> [EXERCISE GOAL]:
Go through the data and retrieve each line that includes the string "common".

START LISTED ENTRIES

//! Resolution precedence and registry authority, exercised on the
//! resolver directly.

mod common;

use common::{TestShell, TEST_PRINCIPAL};
use identity_shell::models::{FederatedProvider, Role, UserIdentity};
use identity_shell::services::{Resolution, ServiceError, SessionStore};

fn federated() -> UserIdentity {
    UserIdentity::new_federated(FederatedProvider::InternetIdentity, TEST_PRINCIPAL)
}

#[tokio::test]
async fn hint_wins_over_persisted_and_registry_roles() {
    let shell = TestShell::spawn();
    let resolver = shell.resolver();
    let identity = federated();

    shell.registry.seed(TEST_PRINCIPAL, Role::Client);
    shell
        .store
        .save(&identity, Some(Role::Investor))
        .await
        .expect("seed session");

    let resolution = resolver.resolve(&identity, Some(Role::Sme)).await;
    assert_eq!(resolution, Resolution::Assigned(Role::Sme));
}

#[tokio::test]
async fn persisted_role_wins_over_the_registry() {
    let shell = TestShell::spawn();
    let resolver = shell.resolver();
    let identity = federated();

    shell.registry.seed(TEST_PRINCIPAL, Role::Client);
    shell
        .store
        .save(&identity, Some(Role::Investor))
        .await
        .expect("seed session");

    let resolution = resolver.resolve(&identity, None).await;
    assert_eq!(resolution, Resolution::Assigned(Role::Investor));
}

#[tokio::test]
async fn registry_fills_the_gap_for_federated_identities_only() {
    let shell = TestShell::spawn();
    let resolver = shell.resolver();

    shell.registry.seed(TEST_PRINCIPAL, Role::Client);

    let resolution = resolver.resolve(&federated(), None).await;
    assert_eq!(resolution, Resolution::Assigned(Role::Client));

    // A local identity never consults the registry, even when the
    // registry would have an answer for someone.
    let local = UserIdentity::new_email("maria@acme.io");
    let resolution = resolver.resolve(&local, None).await;
    assert_eq!(resolution, Resolution::SelectionRequired);
}

#[tokio::test]
async fn with_nothing_to_go_on_selection_is_required() {
    let shell = TestShell::spawn();
    let resolution = shell.resolver().resolve(&federated(), None).await;
    assert_eq!(resolution, Resolution::SelectionRequired);
}

#[tokio::test]
async fn registry_roles_are_never_overwritten() {
    let shell = TestShell::spawn();
    let resolver = shell.resolver();
    let identity = federated();

    shell.registry.seed(TEST_PRINCIPAL, Role::Client);

    let assignment = resolver
        .assign_role(&identity, Role::Investor)
        .await
        .expect("assignment should succeed");

    // The requested role is discarded in favor of the registry's.
    assert_eq!(assignment.session.role, Some(Role::Client));
    assert!(assignment.persisted);
    assert_eq!(shell.registry.write_count(), 0);

    // A fresh resolution answers with the registry's role too.
    let resolution = resolver.resolve(&identity, None).await;
    assert_eq!(resolution, Resolution::Assigned(Role::Client));
}

#[tokio::test]
async fn first_assignment_writes_the_registry_exactly_once() {
    let shell = TestShell::spawn();
    let resolver = shell.resolver();
    let identity = federated();

    let assignment = resolver
        .assign_role(&identity, Role::Investor)
        .await
        .expect("assignment should succeed");
    assert_eq!(assignment.session.role, Some(Role::Investor));
    assert_eq!(shell.registry.write_count(), 1);

    // Re-assigning the same role is a registry no-op.
    resolver
        .assign_role(&identity, Role::Investor)
        .await
        .expect("re-assignment should succeed");
    assert_eq!(shell.registry.write_count(), 1);
}

#[tokio::test]
async fn registry_failure_aborts_the_assignment() {
    let shell = TestShell::spawn();
    let resolver = shell.resolver();

    shell.registry.set_available(false);

    let err = resolver
        .assign_role(&federated(), Role::Investor)
        .await
        .expect_err("assignment must fail while the registry is down");
    assert!(matches!(err, ServiceError::RegistryUnavailable(_)));

    // Nothing was persisted locally either; store and registry stay
    // consistent.
    assert!(shell.store.load().await.is_none());
}

#[tokio::test]
async fn local_identities_never_touch_the_registry() {
    let shell = TestShell::spawn();
    let resolver = shell.resolver();

    // Even an offline registry is irrelevant to a local assignment.
    shell.registry.set_available(false);

    let identity = UserIdentity::new_email("maria@acme.io");
    let assignment = resolver
        .assign_role(&identity, Role::Sme)
        .await
        .expect("local assignment should succeed");

    assert_eq!(assignment.session.role, Some(Role::Sme));
    assert_eq!(shell.registry.write_count(), 0);
    assert!(shell.store.is_authenticated().await);
}
//! shell-core: Shared infrastructure for Factora dashboard-shell subsystems.
pub mod config;
pub mod error;
pub mod observability;

pub use async_trait;
pub use serde;
pub use serde_json;
pub use tokio;
pub use tracing;
pub use validator;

END LISTED ENTRIES

> [EXERCISE ANSWER]:
mod common;
use common::{TestShell, TEST_PRINCIPAL};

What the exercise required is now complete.